» **Required action**: Among the entries below, count the lines where the string "Output" occurs, and give only the number.

Input records START

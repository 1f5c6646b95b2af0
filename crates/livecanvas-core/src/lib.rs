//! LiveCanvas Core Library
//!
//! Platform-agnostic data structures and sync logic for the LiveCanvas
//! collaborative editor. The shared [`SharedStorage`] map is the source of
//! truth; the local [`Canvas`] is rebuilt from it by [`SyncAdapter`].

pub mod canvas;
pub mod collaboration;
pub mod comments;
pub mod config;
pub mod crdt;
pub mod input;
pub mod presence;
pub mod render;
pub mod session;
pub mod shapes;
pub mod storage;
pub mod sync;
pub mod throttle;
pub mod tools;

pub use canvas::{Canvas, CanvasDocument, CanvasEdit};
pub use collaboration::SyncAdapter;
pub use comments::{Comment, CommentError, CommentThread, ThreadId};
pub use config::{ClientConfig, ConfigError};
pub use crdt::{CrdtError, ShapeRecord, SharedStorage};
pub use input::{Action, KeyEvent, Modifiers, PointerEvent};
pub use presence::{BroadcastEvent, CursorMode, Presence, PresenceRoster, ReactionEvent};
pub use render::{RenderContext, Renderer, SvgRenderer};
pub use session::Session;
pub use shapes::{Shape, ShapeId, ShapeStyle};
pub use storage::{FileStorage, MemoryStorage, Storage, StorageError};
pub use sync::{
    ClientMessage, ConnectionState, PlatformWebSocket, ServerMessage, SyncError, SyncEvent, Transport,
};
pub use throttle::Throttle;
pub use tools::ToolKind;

Input records END
Input records START

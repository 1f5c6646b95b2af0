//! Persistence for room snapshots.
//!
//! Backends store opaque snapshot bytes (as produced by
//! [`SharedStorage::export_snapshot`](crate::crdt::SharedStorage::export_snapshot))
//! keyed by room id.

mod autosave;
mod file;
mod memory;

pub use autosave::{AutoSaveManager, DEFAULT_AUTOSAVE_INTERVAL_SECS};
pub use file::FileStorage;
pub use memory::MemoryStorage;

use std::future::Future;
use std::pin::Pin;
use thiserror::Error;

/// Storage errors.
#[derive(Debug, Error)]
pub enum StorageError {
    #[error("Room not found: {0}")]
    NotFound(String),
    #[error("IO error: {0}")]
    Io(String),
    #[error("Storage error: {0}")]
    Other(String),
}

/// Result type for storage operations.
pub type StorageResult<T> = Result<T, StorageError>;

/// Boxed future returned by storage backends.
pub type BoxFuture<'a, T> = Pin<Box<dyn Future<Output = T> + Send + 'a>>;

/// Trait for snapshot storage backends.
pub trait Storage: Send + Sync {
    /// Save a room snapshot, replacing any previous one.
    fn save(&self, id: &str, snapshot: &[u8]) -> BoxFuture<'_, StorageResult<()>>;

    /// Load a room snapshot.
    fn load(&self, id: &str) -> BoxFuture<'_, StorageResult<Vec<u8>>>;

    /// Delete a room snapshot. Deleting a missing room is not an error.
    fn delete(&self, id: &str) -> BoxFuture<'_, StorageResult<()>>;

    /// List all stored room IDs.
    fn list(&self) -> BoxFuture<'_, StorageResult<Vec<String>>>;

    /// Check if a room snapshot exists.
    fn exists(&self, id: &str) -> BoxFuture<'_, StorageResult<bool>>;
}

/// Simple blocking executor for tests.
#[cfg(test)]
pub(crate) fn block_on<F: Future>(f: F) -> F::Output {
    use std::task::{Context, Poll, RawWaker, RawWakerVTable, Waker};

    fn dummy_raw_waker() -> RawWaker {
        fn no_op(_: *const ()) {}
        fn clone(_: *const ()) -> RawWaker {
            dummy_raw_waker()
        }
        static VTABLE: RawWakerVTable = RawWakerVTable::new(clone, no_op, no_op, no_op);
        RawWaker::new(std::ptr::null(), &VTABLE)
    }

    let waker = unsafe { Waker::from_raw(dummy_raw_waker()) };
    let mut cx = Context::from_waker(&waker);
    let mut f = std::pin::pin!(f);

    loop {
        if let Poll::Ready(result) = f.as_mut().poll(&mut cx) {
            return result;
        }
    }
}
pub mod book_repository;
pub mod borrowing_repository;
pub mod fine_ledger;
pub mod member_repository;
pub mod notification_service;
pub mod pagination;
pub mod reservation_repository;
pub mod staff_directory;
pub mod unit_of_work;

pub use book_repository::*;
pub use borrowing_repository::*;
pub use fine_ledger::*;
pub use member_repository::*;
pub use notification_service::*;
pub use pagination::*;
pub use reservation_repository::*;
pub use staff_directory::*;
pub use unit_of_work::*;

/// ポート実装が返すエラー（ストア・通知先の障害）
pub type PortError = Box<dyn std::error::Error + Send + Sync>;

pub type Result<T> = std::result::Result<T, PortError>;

Input records END

» **Response to this task**: 2